A simple vista, algunas personas podrían preguntarse cuál es el conflicto si únicamente se utilizaron sobrantes de tela. Sin embargo, el debate parece ir mucho más allá del material.

En el mundo del drag, un vestuario representa una inversión económica, creativa y artística. Muchas participantes destinan una parte importante de su presupuesto para desarrollar propuestas originales que las distingan dentro de la competencia. Por ello, cuando una artista contrata un diseño a la medida, también espera recibir una pieza que refleje esa exclusividad.

Ahora bien, también existe otra perspectiva. En los talleres de confección es habitual aprovechar sobrantes de tela para reducir desperdicios y hacer un uso más responsable de los materiales.
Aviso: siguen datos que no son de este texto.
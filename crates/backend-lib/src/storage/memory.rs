// ============================
// taskvault-backend/src/storage/memory.rs
// ============================
//! Process-local storage used when no database is configured, and by tests.
use std::collections::BTreeMap;

use async_trait::async_trait;
use chrono::Utc;
use parking_lot::Mutex;

use super::Storage;
use crate::error::{AppError, AppResult};
use crate::models::{NewTask, NewUser, Task, TaskFilter, TaskSort, User};

#[derive(Debug, Default)]
struct Tables {
    users: BTreeMap<i64, User>,
    tasks: BTreeMap<i64, Task>,
    last_user_id: i64,
    last_task_id: i64,
}

/// In-memory implementation of the Storage trait
#[derive(Debug, Default)]
pub struct MemoryStorage {
    tables: Mutex<Tables>,
}

impl MemoryStorage {
    pub fn new() -> Self {
        Self::default()
    }
}

fn sort_tasks(tasks: &mut [Task], sort: TaskSort) {
    match sort {
        TaskSort::IdAsc => tasks.sort_by_key(|t| t.id),
        TaskSort::IdDesc => tasks.sort_by_key(|t| std::cmp::Reverse(t.id)),
        TaskSort::CreatedAtAsc => tasks.sort_by_key(|t| (t.created_at, t.id)),
        TaskSort::CreatedAtDesc => {
            tasks.sort_by(|a, b| b.created_at.cmp(&a.created_at).then(a.id.cmp(&b.id)))
        },
        TaskSort::CompletedAsc => tasks.sort_by_key(|t| (t.is_completed, t.id)),
        TaskSort::CompletedDesc => {
            tasks.sort_by(|a, b| b.is_completed.cmp(&a.is_completed).then(a.id.cmp(&b.id)))
        },
    }
}

#[async_trait]
impl Storage for MemoryStorage {
    async fn user_by_id(&self, id: i64) -> AppResult<Option<User>> {
        Ok(self.tables.lock().users.get(&id).cloned())
    }

    async fn user_by_email(&self, email: &str) -> AppResult<Option<User>> {
        Ok(self
            .tables
            .lock()
            .users
            .values()
            .find(|u| u.email == email)
            .cloned())
    }

    async fn insert_user(&self, user: NewUser) -> AppResult<User> {
        let mut tables = self.tables.lock();
        if tables.users.values().any(|u| u.email == user.email) {
            return Err(AppError::Conflict("a user with this email address already exists".into()));
        }
        tables.last_user_id += 1;
        let user = User {
            id: tables.last_user_id,
            created_at: Utc::now(),
            name: user.name,
            email: user.email,
            password_hash: user.password_hash,
            is_activated: false,
            version: 1,
        };
        tables.users.insert(user.id, user.clone());
        Ok(user)
    }

    async fn update_user(&self, user: &User) -> AppResult<Option<i32>> {
        let mut tables = self.tables.lock();
        let email_taken = tables
            .users
            .values()
            .any(|u| u.id != user.id && u.email == user.email);
        let Some(stored) = tables.users.get_mut(&user.id) else {
            return Ok(None);
        };
        if stored.version != user.version {
            return Ok(None);
        }
        if email_taken {
            return Err(AppError::Conflict("a user with this email address already exists".into()));
        }
        stored.name.clone_from(&user.name);
        stored.email.clone_from(&user.email);
        stored.password_hash.clone_from(&user.password_hash);
        stored.is_activated = user.is_activated;
        stored.version += 1;
        Ok(Some(stored.version))
    }

    async fn delete_user(&self, id: i64) -> AppResult<bool> {
        let mut tables = self.tables.lock();
        let removed = tables.users.remove(&id).is_some();
        if removed {
            tables.tasks.retain(|_, t| t.user_id != id);
        }
        Ok(removed)
    }

    async fn task_by_id(&self, id: i64) -> AppResult<Option<Task>> {
        Ok(self.tables.lock().tasks.get(&id).cloned())
    }

    async fn tasks_for_user(&self, user_id: i64, filter: &TaskFilter) -> AppResult<(Vec<Task>, i64)> {
        let needle = filter.content.as_deref().map(str::to_lowercase);
        let mut matching: Vec<Task> = self
            .tables
            .lock()
            .tasks
            .values()
            .filter(|t| t.user_id == user_id)
            .filter(|t| {
                needle
                    .as_deref()
                    .map_or(true, |n| t.content.to_lowercase().contains(n))
            })
            .cloned()
            .collect();

        let total = i64::try_from(matching.len()).unwrap_or(i64::MAX);
        sort_tasks(&mut matching, filter.sort);
        let offset = usize::try_from(filter.offset()).unwrap_or(usize::MAX);
        let limit = usize::try_from(filter.page_size).unwrap_or(0);
        let page = matching.into_iter().skip(offset).take(limit).collect();
        Ok((page, total))
    }

    async fn insert_task(&self, task: NewTask) -> AppResult<Task> {
        let mut tables = self.tables.lock();
        if !tables.users.contains_key(&task.user_id) {
            return Err(AppError::NotFound("task owner does not exist".into()));
        }
        tables.last_task_id += 1;
        let task = Task {
            id: tables.last_task_id,
            created_at: Utc::now(),
            user_id: task.user_id,
            content: task.content,
            is_completed: false,
            version: 1,
        };
        tables.tasks.insert(task.id, task.clone());
        Ok(task)
    }

    async fn update_task(&self, task: &Task) -> AppResult<Option<i32>> {
        let mut tables = self.tables.lock();
        match tables.tasks.get_mut(&task.id) {
            Some(stored) if stored.version == task.version => {
                stored.content.clone_from(&task.content);
                stored.is_completed = task.is_completed;
                stored.version += 1;
                Ok(Some(stored.version))
            },
            _ => Ok(None),
        }
    }

    async fn delete_task(&self, id: i64) -> AppResult<bool> {
        Ok(self.tables.lock().tasks.remove(&id).is_some())
    }

    async fn ping(&self) -> AppResult<()> {
        Ok(())
    }
}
La reutilización no necesariamente implica una mala práctica, siempre que exista claridad entre quienes participan en el proceso.
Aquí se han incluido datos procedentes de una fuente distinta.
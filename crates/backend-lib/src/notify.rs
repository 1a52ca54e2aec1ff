// ============================
// taskvault-backend/src/notify.rs
// ============================
//! Outbound notifications.
//!
//! Rendering lives here; delivery is behind [`Notifier`] so the transport
//! (SMTP relay, HTTP API, log) can be swapped without touching handlers.
use std::time::Duration;

use anyhow::Result;
use async_trait::async_trait;
use metrics::counter;
use tracing::{info, warn};

use crate::metrics::{MAIL_DELIVERED, MAIL_FAILED};
use crate::models::User;

#[derive(Clone, Debug, PartialEq, Eq)]
pub struct Message {
    pub from: String,
    pub to: String,
    pub subject: String,
    pub text_body: String,
    pub html_body: String,
}

/// Delivery abstraction used by the handlers.
#[async_trait]
pub trait Notifier: Send + Sync {
    /// Deliver a message or return an error so the caller may retry.
    async fn deliver(&self, message: &Message) -> Result<()>;
}

/// Sender that logs the message instead of sending real email.
#[derive(Clone, Debug, Default)]
pub struct LogNotifier;

#[async_trait]
impl Notifier for LogNotifier {
    async fn deliver(&self, message: &Message) -> Result<()> {
        info!(
            from = %message.from,
            to = %message.to,
            subject = %message.subject,
            body = %message.text_body,
            "notification delivered to log"
        );
        Ok(())
    }
}

/// Try up to `attempts` times, returning the last error if all fail.
pub async fn deliver_with_retry(notifier: &dyn Notifier, message: &Message, attempts: u32) -> Result<()> {
    let attempts = attempts.max(1);
    let mut attempt = 1;
    loop {
        match notifier.deliver(message).await {
            Ok(()) => {
                counter!(MAIL_DELIVERED).increment(1);
                return Ok(());
            },
            Err(e) if attempt < attempts => {
                warn!(to = %message.to, attempt, error = %e, "delivery failed, retrying");
                attempt += 1;
            },
            Err(e) => {
                counter!(MAIL_FAILED).increment(1);
                warn!(to = %message.to, attempts, error = %e, "delivery failed");
                return Err(e);
            },
        }
    }
}

/// The activation email for `user`.
pub fn activation_message(from: &str, user: &User, code: u16, ttl: Duration) -> Message {
    let minutes = ttl.as_secs().div_ceil(60).max(1);
    let unit = if minutes == 1 { "minute" } else { "minutes" };
    let subject = "Activate your taskvault account".to_string();
    let text_body = format!(
        "Hi {name},\n\n\
         Your activation code is {code}.\n\n\
         Send it with PUT /v1/users/{id}/activation as {{\"code\": {code}}}.\n\
         The code expires in {minutes} {unit}.\n",
        name = user.name,
        id = user.id,
    );
    let html_body = format!(
        "<!doctype html>\n<html>\n<body>\n\
         <p>Hi {name},</p>\n\
         <p>Your activation code is <strong>{code}</strong>.</p>\n\
         <p>Send it with <code>PUT /v1/users/{id}/activation</code> as \
         <code>{{\"code\": {code}}}</code>.</p>\n\
         <p>The code expires in {minutes} {unit}.</p>\n\
         </body>\n</html>\n",
        name = escape_html(&user.name),
        id = user.id,
    );

    Message {
        from: from.to_string(),
        to: user.email.clone(),
        subject,
        text_body,
        html_body,
    }
}

fn escape_html(raw: &str) -> String {
    let mut out = String::with_capacity(raw.len());
    for c in raw.chars() {
        match c {
            '&' => out.push_str("&amp;"),
            '<' => out.push_str("&lt;"),
            '>' => out.push_str("&gt;"),
            '"' => out.push_str("&quot;"),
            '\'' => out.push_str("&#39;"),
            _ => out.push(c),
        }
    }
    out
}

#[cfg(test)]
mod tests {
    use super::*;
    use chrono::Utc;
    use std::sync::atomic::{AtomicU32, Ordering};

    struct Flaky {
        failures_left: AtomicU32,
        calls: AtomicU32,
    }

    #[async_trait]
    impl Notifier for Flaky {
        async fn deliver(&self, _message: &Message) -> Result<()> {
            self.calls.fetch_add(1, Ordering::SeqCst);
            let left = self.failures_left.load(Ordering::SeqCst);
            if left > 0 {
                self.failures_left.store(left - 1, Ordering::SeqCst);
                anyhow::bail!("relay unavailable");
            }
            Ok(())
        }
    }

    fn user() -> User {
        User {
            id: 7,
            created_at: Utc::now(),
            name: "Ada <admin>".into(),
            email: "ada@example.com".into(),
            password_hash: String::new(),
            is_activated: false,
            version: 1,
        }
    }

    #[test]
    fn test_activation_message_contents() {
        let msg = activation_message("no-reply@taskvault.local", &user(), 4821, Duration::from_secs(60));
        assert_eq!(msg.to, "ada@example.com");
        assert!(msg.text_body.contains("4821"));
        assert!(msg.text_body.contains("/v1/users/7/activation"));
        assert!(msg.text_body.contains("1 minute."));
        assert!(msg.html_body.contains("<strong>4821</strong>"));
        assert!(msg.html_body.contains("Ada &lt;admin&gt;"));
    }

    #[tokio::test]
    async fn test_retry_until_success() {
        let notifier = Flaky {
            failures_left: AtomicU32::new(2),
            calls: AtomicU32::new(0),
        };
        let msg = activation_message("a@b", &user(), 1, Duration::from_secs(60));
        deliver_with_retry(&notifier, &msg, 3).await.unwrap();
        assert_eq!(notifier.calls.load(Ordering::SeqCst), 3);
    }

    #[tokio::test]
    async fn test_retry_gives_up_after_attempts() {
        let notifier = Flaky {
            failures_left: AtomicU32::new(10),
            calls: AtomicU32::new(0),
        };
        let msg = activation_message("a@b", &user(), 1, Duration::from_secs(60));
        let err = deliver_with_retry(&notifier, &msg, 3).await.unwrap_err();
        assert!(err.to_string().contains("relay unavailable"));
        assert_eq!(notifier.calls.load(Ordering::SeqCst), 3);
    }

    #[tokio::test]
    async fn test_log_notifier_accepts_everything() {
        let msg = activation_message("a@b", &user(), 1, Duration::from_secs(120));
        assert!(msg.text_body.contains("2 minutes"));
        assert!(LogNotifier.deliver(&msg).await.is_ok());
    }
}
Ahí es donde parece encontrarse el verdadero punto de discusión: si esa decisión fue comunicada previamente a las artistas o si ellas esperaban que los materiales adquiridos fueran utilizados únicamente para sus propios diseños.

Una conversación que vale la pena tener

Más allá del momento viral o del intercambio de opiniones entre seguidores, este caso abre una conversación poco explorada dentro del drag mexicano: la relación entre las artistas y quienes confeccionan sus vestuarios.

Cuando una reina paga por un look, no solo adquiere horas de trabajo y creatividad. También deposita su confianza en que el resultado responderá a las expectativas con las que contrató ese servicio.

Por ahora, lo mostrado corresponde al detrás de cámaras y no se conocen mayores detalles sobre el acuerdo entre las participantes y la persona responsable de los vestuarios. Sin ese contexto, resulta difícil emitir un juicio definitivo.

Lo que sí deja este momento es una pregunta que seguramente seguirá dando de qué hablar entre artistas, diseñadores y fanáticos del drag:

¿Cuando una drag paga por un vestuario exclusivo, también está pagando por la exclusividad de los materiales, o únicamente por el diseño?